All data are trying to tell you something, not seeing it doesn’t mean they are bad data.
In the compliance analytics area, Data Quality is becoming increasingly important. The rise of the CDO (Chief Data Officer) helps to establish a set of data standards. There are many positive things coming out of the data quality practice, however, we do see that sometimes the data quality concept impedes meaningful progress of any meaningful analytics.
The reason is that everyone believes there is good data and bad data, and if data quality is terrible, analytics won’t be effective.
The term Data Quality is largely a distraction, it should be “Data Impact”

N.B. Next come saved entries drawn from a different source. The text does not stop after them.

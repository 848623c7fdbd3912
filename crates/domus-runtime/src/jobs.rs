//! In-process job registry and the client polling discipline.
//!
//! Jobs move `queued → started → finished | failed` and never backwards.
//! Every transition method checks the current state and refuses anything
//! else, so a late result for a job the reaper already failed is dropped.

use std::collections::HashMap;
use std::future::Future;
use std::time::{Duration, Instant};

use parking_lot::RwLock;
use serde::{Deserialize, Serialize};
use tracing::{debug, info, warn};

use domus_core::{now_millis, Error, JobConfig, Result};

#[derive(Debug, Clone, Copy, PartialEq, Eq, Serialize, Deserialize)]
#[serde(rename_all = "lowercase")]
pub enum JobStatus {
    Queued,
    Started,
    Finished,
    Failed,
}

impl JobStatus {
    pub fn is_terminal(&self) -> bool {
        matches!(self, Self::Finished | Self::Failed)
    }

    pub fn as_str(&self) -> &'static str {
        match self {
            Self::Queued => "queued",
            Self::Started => "started",
            Self::Finished => "finished",
            Self::Failed => "failed",
        }
    }
}

/// What a status poll returns. `result` is set only when finished, `error`
/// only when failed.
#[derive(Debug, Clone, Serialize, Deserialize)]
pub struct JobView<T> {
    pub job_id: String,
    pub status: JobStatus,
    #[serde(skip_serializing_if = "Option::is_none")]
    pub result: Option<T>,
    #[serde(skip_serializing_if = "Option::is_none")]
    pub error: Option<String>,
    pub enqueued_at: i64,
    #[serde(skip_serializing_if = "Option::is_none")]
    pub started_at: Option<i64>,
    #[serde(skip_serializing_if = "Option::is_none")]
    pub ended_at: Option<i64>,
}

struct JobEntry<T> {
    view: JobView<T>,
    started: Option<Instant>,
    ended: Option<Instant>,
}

pub struct JobRegistry<T> {
    jobs: RwLock<HashMap<String, JobEntry<T>>>,
    config: JobConfig,
}

impl<T: Clone> JobRegistry<T> {
    pub fn new(config: JobConfig) -> Self {
        Self {
            jobs: RwLock::new(HashMap::new()),
            config,
        }
    }

    /// Register a new queued job and return its id.
    pub fn create(&self) -> String {
        let job_id = uuid::Uuid::new_v4().to_string();
        let entry = JobEntry {
            view: JobView {
                job_id: job_id.clone(),
                status: JobStatus::Queued,
                result: None,
                error: None,
                enqueued_at: now_millis(),
                started_at: None,
                ended_at: None,
            },
            started: None,
            ended: None,
        };
        self.jobs.write().insert(job_id.clone(), entry);
        job_id
    }

    /// Drop a job that never reached a worker.
    pub fn discard(&self, job_id: &str) {
        self.jobs.write().remove(job_id);
    }

    pub fn mark_started(&self, job_id: &str) -> bool {
        let mut jobs = self.jobs.write();
        match jobs.get_mut(job_id) {
            Some(entry) if entry.view.status == JobStatus::Queued => {
                entry.view.status = JobStatus::Started;
                entry.view.started_at = Some(now_millis());
                entry.started = Some(Instant::now());
                true
            }
            Some(entry) => {
                warn!(job_id, status = entry.view.status.as_str(), "refusing start transition");
                false
            }
            None => false,
        }
    }

    pub fn finish(&self, job_id: &str, result: T) -> bool {
        self.complete(job_id, JobStatus::Finished, Some(result), None)
    }

    pub fn fail(&self, job_id: &str, error: impl Into<String>) -> bool {
        self.complete(job_id, JobStatus::Failed, None, Some(error.into()))
    }

    fn complete(
        &self,
        job_id: &str,
        status: JobStatus,
        result: Option<T>,
        error: Option<String>,
    ) -> bool {
        let mut jobs = self.jobs.write();
        match jobs.get_mut(job_id) {
            Some(entry) if entry.view.status == JobStatus::Started => {
                entry.view.status = status;
                entry.view.result = result;
                entry.view.error = error;
                entry.view.ended_at = Some(now_millis());
                entry.ended = Some(Instant::now());
                debug!(job_id, status = status.as_str(), "job completed");
                true
            }
            Some(entry) => {
                warn!(
                    job_id,
                    status = entry.view.status.as_str(),
                    wanted = status.as_str(),
                    "refusing completion of job not in started state"
                );
                false
            }
            None => false,
        }
    }

    /// Current view of a job. An empty id is a validation error; an unknown
    /// id is not found. Repeated polls of a terminal job return the same
    /// payload.
    pub fn get_status(&self, job_id: &str) -> Result<JobView<T>> {
        let job_id = job_id.trim();
        if job_id.is_empty() {
            return Err(Error::Validation("job_id is required".into()));
        }
        self.jobs
            .read()
            .get(job_id)
            .map(|entry| entry.view.clone())
            .ok_or_else(|| Error::NotFound(format!("job {}", job_id)))
    }

    /// Fail `started` jobs that exceeded the processing limit, then drop
    /// terminal jobs past retention and beyond the retained cap.
    /// Returns the number of jobs failed.
    pub fn reap_stale(&self) -> usize {
        let max_processing = self.config.max_processing();
        let mut jobs = self.jobs.write();
        let now_ms = now_millis();

        let mut reaped = 0;
        for entry in jobs.values_mut() {
            let overdue = entry.view.status == JobStatus::Started
                && entry
                    .started
                    .map(|t| t.elapsed() >= max_processing)
                    .unwrap_or(false);
            if overdue {
                entry.view.status = JobStatus::Failed;
                entry.view.error = Some(format!(
                    "timed out after {:?} without completing",
                    max_processing
                ));
                entry.view.ended_at = Some(now_ms);
                entry.ended = Some(Instant::now());
                reaped += 1;
            }
        }
        if reaped > 0 {
            warn!(reaped, "failed stale jobs");
        }

        self.prune(&mut jobs);
        reaped
    }

    fn prune(&self, jobs: &mut HashMap<String, JobEntry<T>>) {
        let retention = self.config.retention();
        let before = jobs.len();
        jobs.retain(|_, entry| match entry.ended {
            Some(ended) => ended.elapsed() < retention,
            None => true,
        });

        let mut terminal: Vec<(String, Instant)> = jobs
            .iter()
            .filter_map(|(id, entry)| entry.ended.map(|t| (id.clone(), t)))
            .collect();
        if terminal.len() > self.config.max_retained {
            terminal.sort_by_key(|(_, t)| *t);
            let excess = terminal.len() - self.config.max_retained;
            for (id, _) in terminal.into_iter().take(excess) {
                jobs.remove(&id);
            }
        }

        let removed = before - jobs.len();
        if removed > 0 {
            info!(removed, "pruned terminal jobs");
        }
    }

    pub fn len(&self) -> usize {
        self.jobs.read().len()
    }

    pub fn is_empty(&self) -> bool {
        self.jobs.read().is_empty()
    }
}

// ---------------------------------------------------------------
// Client polling
// ---------------------------------------------------------------

/// Bounded polling schedule for a job-status client.
#[derive(Debug, Clone)]
pub struct PollPolicy {
    pub interval: Duration,
    /// Multiplier applied to the interval after each poll. `1.0` is fixed.
    pub backoff: f64,
    pub max_interval: Duration,
    pub max_attempts: u32,
}

impl Default for PollPolicy {
    fn default() -> Self {
        Self {
            interval: Duration::from_millis(500),
            backoff: 1.5,
            max_interval: Duration::from_secs(5),
            max_attempts: 60,
        }
    }
}

/// Poll `fetch` until it reports a terminal job.
///
/// Any error from `fetch` (including not found) ends polling immediately.
/// Running out of attempts is an [`Error::Timeout`].
pub async fn poll_until_terminal<T, F, Fut>(policy: &PollPolicy, mut fetch: F) -> Result<JobView<T>>
where
    F: FnMut() -> Fut,
    Fut: Future<Output = Result<JobView<T>>>,
{
    let mut delay = policy.interval;
    for attempt in 1..=policy.max_attempts {
        let view = fetch().await?;
        if view.status.is_terminal() {
            return Ok(view);
        }
        if attempt < policy.max_attempts {
            tokio::time::sleep(delay).await;
            delay = next_delay(delay, policy);
        }
    }
    Err(Error::Timeout(format!(
        "job not terminal after {} polls",
        policy.max_attempts
    )))
}

/// Grow `delay` by the backoff, never past `max_interval`. Overflowing or
/// non-finite products land on the cap.
fn next_delay(delay: Duration, policy: &PollPolicy) -> Duration {
    let secs = delay.as_secs_f64() * policy.backoff.max(1.0);
    Duration::try_from_secs_f64(secs)
        .map(|next| next.min(policy.max_interval))
        .unwrap_or(policy.max_interval)
}

#[cfg(test)]
mod tests {
    use super::*;
    use std::sync::atomic::{AtomicU32, Ordering};

    fn registry(config: JobConfig) -> JobRegistry<String> {
        JobRegistry::new(config)
    }

    #[test]
    fn test_forward_only_transitions() {
        let jobs = registry(JobConfig::default());
        let id = jobs.create();
        assert_eq!(jobs.get_status(&id).unwrap().status, JobStatus::Queued);

        // Cannot skip started.
        assert!(!jobs.finish(&id, "early".into()));
        assert!(!jobs.fail(&id, "early"));

        assert!(jobs.mark_started(&id));
        assert!(!jobs.mark_started(&id));
        assert!(jobs.finish(&id, "done".into()));

        // Terminal is final.
        assert!(!jobs.fail(&id, "late"));
        let view = jobs.get_status(&id).unwrap();
        assert_eq!(view.status, JobStatus::Finished);
        assert_eq!(view.result.as_deref(), Some("done"));
        assert!(view.error.is_none());
    }

    #[test]
    fn test_repeated_polls_are_stable() {
        let jobs = registry(JobConfig::default());
        let id = jobs.create();
        jobs.mark_started(&id);
        jobs.fail(&id, "boom");
        let a = jobs.get_status(&id).unwrap();
        let b = jobs.get_status(&id).unwrap();
        assert_eq!(a.status, JobStatus::Failed);
        assert_eq!(a.error, b.error);
        assert_eq!(a.ended_at, b.ended_at);
        assert!(a.result.is_none());
    }

    #[test]
    fn test_empty_and_unknown_ids() {
        let jobs = registry(JobConfig::default());
        assert!(matches!(jobs.get_status(""), Err(Error::Validation(_))));
        assert!(matches!(jobs.get_status("  "), Err(Error::Validation(_))));
        assert!(matches!(jobs.get_status("nope"), Err(Error::NotFound(_))));
    }

    #[test]
    fn test_reaper_fails_stale_started_jobs() {
        let jobs = registry(JobConfig {
            max_processing_secs: 0,
            ..JobConfig::default()
        });
        let queued = jobs.create();
        let started = jobs.create();
        jobs.mark_started(&started);

        assert_eq!(jobs.reap_stale(), 1);
        assert_eq!(jobs.get_status(&queued).unwrap().status, JobStatus::Queued);
        let view = jobs.get_status(&started).unwrap();
        assert_eq!(view.status, JobStatus::Failed);
        assert!(view.error.unwrap().contains("timed out"));

        // A late result is refused.
        assert!(!jobs.finish(&started, "late".into()));
    }

    #[test]
    fn test_prune_respects_cap() {
        let jobs = registry(JobConfig {
            max_retained: 1,
            ..JobConfig::default()
        });
        for _ in 0..3 {
            let id = jobs.create();
            jobs.mark_started(&id);
            jobs.finish(&id, "ok".into());
        }
        let pending = jobs.create();
        jobs.reap_stale();
        assert_eq!(jobs.len(), 2);
        assert!(jobs.get_status(&pending).is_ok());
    }

    #[test]
    fn test_prune_respects_retention() {
        let jobs = registry(JobConfig {
            retention_secs: 0,
            ..JobConfig::default()
        });
        let id = jobs.create();
        jobs.mark_started(&id);
        jobs.finish(&id, "ok".into());
        jobs.reap_stale();
        assert!(jobs.is_empty());
    }

    fn view(status: JobStatus) -> JobView<String> {
        JobView {
            job_id: "j".into(),
            status,
            result: None,
            error: None,
            enqueued_at: 0,
            started_at: None,
            ended_at: None,
        }
    }

    fn fast_policy(max_attempts: u32) -> PollPolicy {
        PollPolicy {
            interval: Duration::from_millis(1),
            backoff: 2.0,
            max_interval: Duration::from_millis(4),
            max_attempts,
        }
    }

    #[tokio::test]
    async fn test_poll_returns_terminal_view() {
        let calls = AtomicU32::new(0);
        let result = poll_until_terminal(&fast_policy(10), || {
            let n = calls.fetch_add(1, Ordering::SeqCst);
            async move {
                Ok(view(if n < 2 { JobStatus::Started } else { JobStatus::Finished }))
            }
        })
        .await
        .unwrap();
        assert_eq!(result.status, JobStatus::Finished);
        assert_eq!(calls.load(Ordering::SeqCst), 3);
    }

    #[tokio::test]
    async fn test_poll_times_out() {
        let calls = AtomicU32::new(0);
        let err = poll_until_terminal(&fast_policy(3), || {
            calls.fetch_add(1, Ordering::SeqCst);
            async { Ok(view(JobStatus::Queued)) }
        })
        .await
        .unwrap_err();
        assert!(matches!(err, Error::Timeout(_)));
        assert_eq!(calls.load(Ordering::SeqCst), 3);
    }

    #[test]
    fn test_backoff_is_capped() {
        let mut policy = fast_policy(3);
        assert_eq!(next_delay(Duration::from_millis(1), &policy), Duration::from_millis(2));
        assert_eq!(next_delay(Duration::from_millis(3), &policy), Duration::from_millis(4));

        policy.backoff = f64::INFINITY;
        assert_eq!(next_delay(Duration::from_millis(1), &policy), policy.max_interval);
        policy.backoff = f64::MAX;
        assert_eq!(next_delay(Duration::from_secs(u64::MAX), &policy), policy.max_interval);
        policy.backoff = f64::NAN;
        assert_eq!(next_delay(Duration::from_millis(1), &policy), Duration::from_millis(1));
    }

    #[tokio::test]
    async fn test_poll_survives_infinite_backoff() {
        let calls = AtomicU32::new(0);
        let policy = PollPolicy {
            backoff: f64::INFINITY,
            ..fast_policy(4)
        };
        let err = poll_until_terminal(&policy, || {
            calls.fetch_add(1, Ordering::SeqCst);
            async { Ok(view(JobStatus::Started)) }
        })
        .await
        .unwrap_err();
        assert!(matches!(err, Error::Timeout(_)));
        assert_eq!(calls.load(Ordering::SeqCst), 4);
    }

    #[tokio::test]
    async fn test_poll_aborts_on_not_found() {
        let err = poll_until_terminal::<String, _, _>(&fast_policy(5), || async {
            Err(Error::NotFound("job x".into()))
        })
        .await
        .unwrap_err();
        assert!(matches!(err, Error::NotFound(_)));
    }
}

The distraction is that when we talk about “quality”, we generally think about good vs bad. To a certain extent, this is true. However, practically, it doesn’t help. Many institutions simply “wait” or are “stuck” at the “fixing the quality” stage. Worse, some of them spend millions and a year to just locate data elements to “fix”. These greatly impede their capabilities of Compliance Analytics, such as AML innovation or AML transformation programs. The view that is fixated on the very definition of “data quality” implies there is a required “correct” data standard, including format, lineage, values, etc. of the said data. Where, in reality, what matters is the impact assessments.

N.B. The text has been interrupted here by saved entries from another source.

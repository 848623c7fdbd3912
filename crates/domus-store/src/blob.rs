//! Blob storage for uploaded document bytes.
//!
//! Documents only keep an opaque storage pointer; the bytes live behind a
//! [`BlobStore`]. The filesystem implementation names each blob after a
//! content hash prefix plus a sanitized copy of the upload's filename.

use std::io::Write;
use std::path::{Path, PathBuf};

use sha2::{Digest, Sha256};
use tracing::debug;

use domus_core::{Error, Result};

pub trait BlobStore: Send + Sync {
    /// Store `bytes` and return the pointer to record on the document.
    fn put(&self, filename: &str, bytes: &[u8]) -> Result<String>;

    /// Load the bytes behind a pointer previously returned by `put`.
    fn get(&self, pointer: &str) -> Result<Vec<u8>>;
}

/// Blobs as flat files under one directory.
pub struct FsBlobStore {
    root: PathBuf,
}

impl FsBlobStore {
    pub fn new(root: impl AsRef<Path>) -> Result<Self> {
        let root = root.as_ref().to_path_buf();
        std::fs::create_dir_all(&root).map_err(|e| Error::Storage(e.to_string()))?;
        Ok(Self { root })
    }

    fn resolve(&self, pointer: &str) -> Result<PathBuf> {
        if pointer.is_empty()
            || pointer.contains('/')
            || pointer.contains('\\')
            || pointer.contains("..")
        {
            return Err(Error::Validation(format!("invalid storage pointer: {}", pointer)));
        }
        Ok(self.root.join(pointer))
    }

    /// Write through a temp file in the same directory, then rename into
    /// place, so a blob is either absent or complete.
    fn write_atomic(&self, path: &Path, bytes: &[u8]) -> Result<()> {
        let mut tmp = tempfile::Builder::new()
            .prefix(".blob-")
            .tempfile_in(&self.root)
            .map_err(|e| Error::Storage(e.to_string()))?;
        tmp.write_all(bytes)
            .and_then(|()| tmp.as_file().sync_all())
            .map_err(|e| Error::Storage(e.to_string()))?;
        tmp.persist(path)
            .map_err(|e| Error::Storage(e.error.to_string()))?;
        Ok(())
    }
}

impl BlobStore for FsBlobStore {
    fn put(&self, filename: &str, bytes: &[u8]) -> Result<String> {
        let digest = hex::encode(Sha256::digest(bytes));
        let pointer = format!("{}_{}", &digest[..16], sanitize_filename(filename));
        let path = self.resolve(&pointer)?;

        let intact = std::fs::metadata(&path)
            .map(|meta| meta.len() == bytes.len() as u64)
            .unwrap_or(false);
        if !intact {
            self.write_atomic(&path, bytes)?;
        }
        debug!(pointer = %pointer, size = bytes.len(), "blob stored");
        Ok(pointer)
    }

    fn get(&self, pointer: &str) -> Result<Vec<u8>> {
        let path = self.resolve(pointer)?;
        match std::fs::read(&path) {
            Ok(bytes) => Ok(bytes),
            Err(e) if e.kind() == std::io::ErrorKind::NotFound => {
                Err(Error::NotFound(format!("blob {}", pointer)))
            }
            Err(e) => Err(Error::Storage(e.to_string())),
        }
    }
}

/// Keep ASCII alphanumerics, `.`, `-` and `_`; everything else becomes `_`.
pub fn sanitize_filename(name: &str) -> String {
    let base = name.rsplit(&['/', '\\'][..]).next().unwrap_or(name);
    let cleaned: String = base
        .chars()
        .map(|c| {
            if c.is_ascii_alphanumeric() || matches!(c, '.' | '-' | '_') {
                c
            } else {
                '_'
            }
        })
        .collect();
    let cleaned = cleaned.trim_matches('.').replace("..", "_");
    if cleaned.is_empty() {
        "upload.bin".to_string()
    } else {
        cleaned.chars().take(100).collect()
    }
}

#[cfg(test)]
mod tests {
    use super::*;
    use tempfile::TempDir;

    #[test]
    fn test_put_and_get() {
        let dir = TempDir::new().unwrap();
        let blobs = FsBlobStore::new(dir.path()).unwrap();
        let pointer = blobs.put("LLC1 search.pdf", b"%PDF-1.4 body").unwrap();
        assert!(pointer.ends_with("_LLC1_search.pdf"));
        assert_eq!(blobs.get(&pointer).unwrap(), b"%PDF-1.4 body");
    }

    #[test]
    fn test_same_bytes_same_pointer() {
        let dir = TempDir::new().unwrap();
        let blobs = FsBlobStore::new(dir.path()).unwrap();
        let a = blobs.put("a.pdf", b"same").unwrap();
        let b = blobs.put("a.pdf", b"same").unwrap();
        assert_eq!(a, b);
    }

    #[test]
    fn test_put_leaves_no_temp_files() {
        let dir = TempDir::new().unwrap();
        let blobs = FsBlobStore::new(dir.path()).unwrap();
        blobs.put("a.pdf", b"%PDF-1.4 one").unwrap();
        blobs.put("b.pdf", b"%PDF-1.4 two").unwrap();

        let mut names: Vec<String> = std::fs::read_dir(dir.path())
            .unwrap()
            .map(|e| e.unwrap().file_name().to_string_lossy().into_owned())
            .collect();
        names.sort();
        assert_eq!(names.len(), 2);
        assert!(names.iter().all(|n| !n.starts_with(".blob-")));
    }

    #[test]
    fn test_truncated_blob_is_rewritten() {
        let dir = TempDir::new().unwrap();
        let blobs = FsBlobStore::new(dir.path()).unwrap();
        let pointer = blobs.put("c.pdf", b"%PDF-1.4 complete body").unwrap();

        // Simulate a torn write left by an older process.
        std::fs::write(dir.path().join(&pointer), b"%PDF").unwrap();
        assert_eq!(blobs.put("c.pdf", b"%PDF-1.4 complete body").unwrap(), pointer);
        assert_eq!(blobs.get(&pointer).unwrap(), b"%PDF-1.4 complete body");
    }

    #[test]
    fn test_rejects_traversal_and_missing() {
        let dir = TempDir::new().unwrap();
        let blobs = FsBlobStore::new(dir.path()).unwrap();
        assert!(matches!(blobs.get("../etc/passwd"), Err(Error::Validation(_))));
        assert!(matches!(blobs.get("deadbeef_x.pdf"), Err(Error::NotFound(_))));
    }

    #[test]
    fn test_sanitize_filename() {
        assert_eq!(sanitize_filename("../../evil.pdf"), "evil.pdf");
        assert_eq!(sanitize_filename("C:\\docs\\con 29.pdf"), "con_29.pdf");
        assert_eq!(sanitize_filename(""), "upload.bin");
        assert_eq!(sanitize_filename("..."), "upload.bin");
    }
}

The bloody truth is that there will never be 100% clean data, and we never need 100% clean data. A piece of “bad” from an AML risk perspective might be telling a “good” story of an operational risk! What we need is “impact assessment” capabilities, where we can assess data issues and quantify their impacts on end results as defined by Risk Policies and Risk Appetites.
This must be done through a solid Analytical Framework.